*Record set*.
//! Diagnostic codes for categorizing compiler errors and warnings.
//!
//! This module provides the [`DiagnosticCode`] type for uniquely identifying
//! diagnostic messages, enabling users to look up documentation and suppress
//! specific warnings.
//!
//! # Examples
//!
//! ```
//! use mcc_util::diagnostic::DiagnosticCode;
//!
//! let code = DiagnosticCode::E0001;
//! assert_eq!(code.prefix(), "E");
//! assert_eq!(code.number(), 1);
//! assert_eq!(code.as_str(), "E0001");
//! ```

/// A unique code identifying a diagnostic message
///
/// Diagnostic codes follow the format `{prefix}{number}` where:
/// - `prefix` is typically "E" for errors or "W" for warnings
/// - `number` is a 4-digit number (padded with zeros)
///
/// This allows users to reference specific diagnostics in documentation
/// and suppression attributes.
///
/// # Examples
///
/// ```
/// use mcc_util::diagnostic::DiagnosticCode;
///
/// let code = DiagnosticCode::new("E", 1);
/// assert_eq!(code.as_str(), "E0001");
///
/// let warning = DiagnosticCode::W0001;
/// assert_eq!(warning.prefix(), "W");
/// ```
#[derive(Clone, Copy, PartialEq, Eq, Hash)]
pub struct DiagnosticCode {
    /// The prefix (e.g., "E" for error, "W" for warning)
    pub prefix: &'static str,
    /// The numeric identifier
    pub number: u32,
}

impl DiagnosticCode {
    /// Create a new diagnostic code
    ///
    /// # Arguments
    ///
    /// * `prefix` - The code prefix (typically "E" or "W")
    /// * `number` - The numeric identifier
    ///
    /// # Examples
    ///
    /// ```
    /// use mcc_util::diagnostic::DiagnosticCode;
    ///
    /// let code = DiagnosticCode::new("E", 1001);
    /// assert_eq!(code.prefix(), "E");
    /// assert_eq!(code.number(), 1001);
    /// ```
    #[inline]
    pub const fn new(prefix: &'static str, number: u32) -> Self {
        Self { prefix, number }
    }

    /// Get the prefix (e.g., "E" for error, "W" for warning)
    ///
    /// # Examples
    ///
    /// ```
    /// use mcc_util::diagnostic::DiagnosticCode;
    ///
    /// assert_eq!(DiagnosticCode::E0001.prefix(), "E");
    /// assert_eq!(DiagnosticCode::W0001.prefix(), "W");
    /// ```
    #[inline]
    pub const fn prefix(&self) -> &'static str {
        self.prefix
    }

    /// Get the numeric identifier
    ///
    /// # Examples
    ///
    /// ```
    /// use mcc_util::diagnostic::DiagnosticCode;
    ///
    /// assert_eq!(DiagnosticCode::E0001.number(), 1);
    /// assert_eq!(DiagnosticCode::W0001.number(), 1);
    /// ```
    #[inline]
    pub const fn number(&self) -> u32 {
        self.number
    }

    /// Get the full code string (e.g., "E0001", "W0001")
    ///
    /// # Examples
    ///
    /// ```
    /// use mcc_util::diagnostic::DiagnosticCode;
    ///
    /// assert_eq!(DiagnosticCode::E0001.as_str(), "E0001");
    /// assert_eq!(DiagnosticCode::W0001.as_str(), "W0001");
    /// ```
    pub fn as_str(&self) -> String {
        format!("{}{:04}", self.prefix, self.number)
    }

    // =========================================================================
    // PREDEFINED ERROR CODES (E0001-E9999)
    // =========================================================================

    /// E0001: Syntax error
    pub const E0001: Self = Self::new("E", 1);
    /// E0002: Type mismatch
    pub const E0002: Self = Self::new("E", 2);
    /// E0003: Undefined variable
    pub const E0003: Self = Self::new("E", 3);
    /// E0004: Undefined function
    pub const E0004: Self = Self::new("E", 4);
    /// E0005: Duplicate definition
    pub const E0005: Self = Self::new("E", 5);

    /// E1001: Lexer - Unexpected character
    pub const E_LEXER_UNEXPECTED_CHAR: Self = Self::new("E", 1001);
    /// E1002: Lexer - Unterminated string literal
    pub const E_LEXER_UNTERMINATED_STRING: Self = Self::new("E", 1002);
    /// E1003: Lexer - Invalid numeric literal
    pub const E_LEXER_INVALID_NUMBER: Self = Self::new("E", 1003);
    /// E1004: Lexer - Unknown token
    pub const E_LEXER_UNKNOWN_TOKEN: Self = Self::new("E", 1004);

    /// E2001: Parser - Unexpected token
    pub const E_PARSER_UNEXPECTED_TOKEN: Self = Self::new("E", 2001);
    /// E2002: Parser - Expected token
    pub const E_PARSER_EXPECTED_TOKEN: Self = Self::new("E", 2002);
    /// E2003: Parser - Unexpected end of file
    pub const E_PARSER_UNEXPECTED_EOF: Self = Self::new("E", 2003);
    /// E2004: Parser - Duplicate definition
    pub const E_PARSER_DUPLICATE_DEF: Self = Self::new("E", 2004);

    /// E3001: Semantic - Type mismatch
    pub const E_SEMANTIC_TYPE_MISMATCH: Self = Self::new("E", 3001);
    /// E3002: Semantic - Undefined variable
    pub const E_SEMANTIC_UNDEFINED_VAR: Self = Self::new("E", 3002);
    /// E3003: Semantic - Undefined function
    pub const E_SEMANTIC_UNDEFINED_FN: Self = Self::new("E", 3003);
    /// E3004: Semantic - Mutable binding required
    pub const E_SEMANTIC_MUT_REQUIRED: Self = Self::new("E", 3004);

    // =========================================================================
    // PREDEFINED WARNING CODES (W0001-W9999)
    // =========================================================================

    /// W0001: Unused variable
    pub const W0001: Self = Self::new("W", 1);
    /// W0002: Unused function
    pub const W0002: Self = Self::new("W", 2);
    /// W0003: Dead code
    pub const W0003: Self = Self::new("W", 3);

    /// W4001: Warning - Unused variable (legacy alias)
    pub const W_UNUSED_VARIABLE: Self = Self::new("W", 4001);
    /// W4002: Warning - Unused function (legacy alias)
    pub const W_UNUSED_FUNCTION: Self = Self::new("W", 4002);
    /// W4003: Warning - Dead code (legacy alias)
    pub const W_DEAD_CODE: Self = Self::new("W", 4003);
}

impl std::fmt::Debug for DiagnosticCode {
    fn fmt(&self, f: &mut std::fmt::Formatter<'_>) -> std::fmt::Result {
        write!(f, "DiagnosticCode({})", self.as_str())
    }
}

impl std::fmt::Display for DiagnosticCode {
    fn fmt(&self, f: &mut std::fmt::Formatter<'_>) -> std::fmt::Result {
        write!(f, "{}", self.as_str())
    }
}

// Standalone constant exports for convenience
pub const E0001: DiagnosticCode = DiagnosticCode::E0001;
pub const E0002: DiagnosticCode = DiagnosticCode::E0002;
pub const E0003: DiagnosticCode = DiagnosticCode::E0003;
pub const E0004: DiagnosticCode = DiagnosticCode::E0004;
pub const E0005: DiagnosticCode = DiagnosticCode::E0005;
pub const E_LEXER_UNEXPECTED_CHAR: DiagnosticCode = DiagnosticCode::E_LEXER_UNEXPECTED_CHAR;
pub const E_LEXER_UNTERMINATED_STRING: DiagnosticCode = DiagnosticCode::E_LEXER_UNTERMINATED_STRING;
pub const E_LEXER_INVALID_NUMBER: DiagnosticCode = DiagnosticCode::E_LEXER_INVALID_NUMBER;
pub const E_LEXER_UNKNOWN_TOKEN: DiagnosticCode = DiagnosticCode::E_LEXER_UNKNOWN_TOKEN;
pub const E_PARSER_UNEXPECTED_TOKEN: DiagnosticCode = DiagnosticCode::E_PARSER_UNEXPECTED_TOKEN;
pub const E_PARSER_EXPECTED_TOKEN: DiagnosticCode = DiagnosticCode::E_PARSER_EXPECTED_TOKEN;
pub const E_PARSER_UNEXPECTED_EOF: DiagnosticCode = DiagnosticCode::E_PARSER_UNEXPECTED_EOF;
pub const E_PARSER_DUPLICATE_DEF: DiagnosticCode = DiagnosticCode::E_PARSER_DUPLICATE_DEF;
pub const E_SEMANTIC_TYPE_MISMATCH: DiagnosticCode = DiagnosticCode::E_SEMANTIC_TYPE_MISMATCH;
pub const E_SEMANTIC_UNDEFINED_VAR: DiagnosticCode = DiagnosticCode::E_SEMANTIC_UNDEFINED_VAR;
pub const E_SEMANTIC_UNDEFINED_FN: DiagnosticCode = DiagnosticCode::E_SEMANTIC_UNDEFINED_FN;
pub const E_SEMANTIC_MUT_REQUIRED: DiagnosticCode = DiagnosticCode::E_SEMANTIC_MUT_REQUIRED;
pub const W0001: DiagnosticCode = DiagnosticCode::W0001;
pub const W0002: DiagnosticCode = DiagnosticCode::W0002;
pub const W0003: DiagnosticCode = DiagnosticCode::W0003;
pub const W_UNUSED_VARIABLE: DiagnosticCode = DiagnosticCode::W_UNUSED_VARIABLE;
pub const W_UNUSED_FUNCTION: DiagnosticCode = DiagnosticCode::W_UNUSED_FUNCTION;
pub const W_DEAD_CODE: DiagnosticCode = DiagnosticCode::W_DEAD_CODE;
* * *
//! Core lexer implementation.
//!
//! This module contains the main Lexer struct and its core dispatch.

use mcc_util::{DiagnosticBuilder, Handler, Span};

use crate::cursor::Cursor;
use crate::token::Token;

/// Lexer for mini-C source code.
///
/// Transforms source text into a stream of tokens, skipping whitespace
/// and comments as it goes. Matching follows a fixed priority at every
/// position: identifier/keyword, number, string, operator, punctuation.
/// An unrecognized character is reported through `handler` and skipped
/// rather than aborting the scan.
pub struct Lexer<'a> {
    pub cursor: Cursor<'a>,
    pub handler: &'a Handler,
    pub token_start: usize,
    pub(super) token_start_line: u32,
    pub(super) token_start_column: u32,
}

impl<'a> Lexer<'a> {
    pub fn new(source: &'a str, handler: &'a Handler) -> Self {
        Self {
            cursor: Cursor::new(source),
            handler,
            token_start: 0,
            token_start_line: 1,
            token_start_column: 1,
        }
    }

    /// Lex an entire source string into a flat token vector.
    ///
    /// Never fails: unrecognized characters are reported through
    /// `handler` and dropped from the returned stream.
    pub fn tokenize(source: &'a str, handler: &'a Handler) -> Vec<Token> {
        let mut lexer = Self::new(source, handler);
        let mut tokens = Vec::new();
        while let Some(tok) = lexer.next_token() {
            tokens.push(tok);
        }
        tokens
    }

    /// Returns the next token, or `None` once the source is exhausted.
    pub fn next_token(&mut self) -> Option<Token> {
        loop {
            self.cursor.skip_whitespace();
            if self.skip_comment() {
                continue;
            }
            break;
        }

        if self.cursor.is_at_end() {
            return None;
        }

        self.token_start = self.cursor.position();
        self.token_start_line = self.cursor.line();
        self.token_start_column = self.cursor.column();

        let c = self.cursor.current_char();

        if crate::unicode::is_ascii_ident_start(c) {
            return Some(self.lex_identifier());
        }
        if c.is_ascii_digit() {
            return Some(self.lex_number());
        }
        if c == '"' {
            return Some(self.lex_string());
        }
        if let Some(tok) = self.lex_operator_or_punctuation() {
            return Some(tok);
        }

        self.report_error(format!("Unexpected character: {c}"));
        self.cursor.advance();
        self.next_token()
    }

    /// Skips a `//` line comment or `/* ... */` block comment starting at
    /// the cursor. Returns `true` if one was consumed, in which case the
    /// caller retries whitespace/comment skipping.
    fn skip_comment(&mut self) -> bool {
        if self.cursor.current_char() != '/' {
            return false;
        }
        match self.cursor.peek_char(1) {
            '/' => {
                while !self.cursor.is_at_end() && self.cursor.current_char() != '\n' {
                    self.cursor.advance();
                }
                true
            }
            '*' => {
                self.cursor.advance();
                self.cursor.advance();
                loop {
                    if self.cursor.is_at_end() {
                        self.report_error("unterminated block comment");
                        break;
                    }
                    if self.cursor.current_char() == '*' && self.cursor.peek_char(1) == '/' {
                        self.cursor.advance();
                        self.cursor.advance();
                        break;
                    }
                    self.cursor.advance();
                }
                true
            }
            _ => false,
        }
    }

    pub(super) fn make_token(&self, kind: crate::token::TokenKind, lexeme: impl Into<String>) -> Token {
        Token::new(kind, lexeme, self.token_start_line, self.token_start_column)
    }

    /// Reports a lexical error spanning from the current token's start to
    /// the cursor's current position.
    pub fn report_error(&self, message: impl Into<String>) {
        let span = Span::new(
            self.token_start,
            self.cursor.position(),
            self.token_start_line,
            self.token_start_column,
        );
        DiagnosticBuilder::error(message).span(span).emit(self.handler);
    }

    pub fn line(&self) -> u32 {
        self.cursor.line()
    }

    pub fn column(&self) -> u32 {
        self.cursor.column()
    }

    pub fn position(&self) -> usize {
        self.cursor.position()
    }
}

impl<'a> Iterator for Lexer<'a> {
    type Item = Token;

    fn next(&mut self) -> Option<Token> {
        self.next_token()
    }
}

*Task to carry out*. Lines with the word "typically" in them should be copied from the preceding records.

*The completed task*.
/// - `prefix` is typically "E" for errors or "W" for warnings
    /// * `prefix` - The code prefix (typically "E" or "W")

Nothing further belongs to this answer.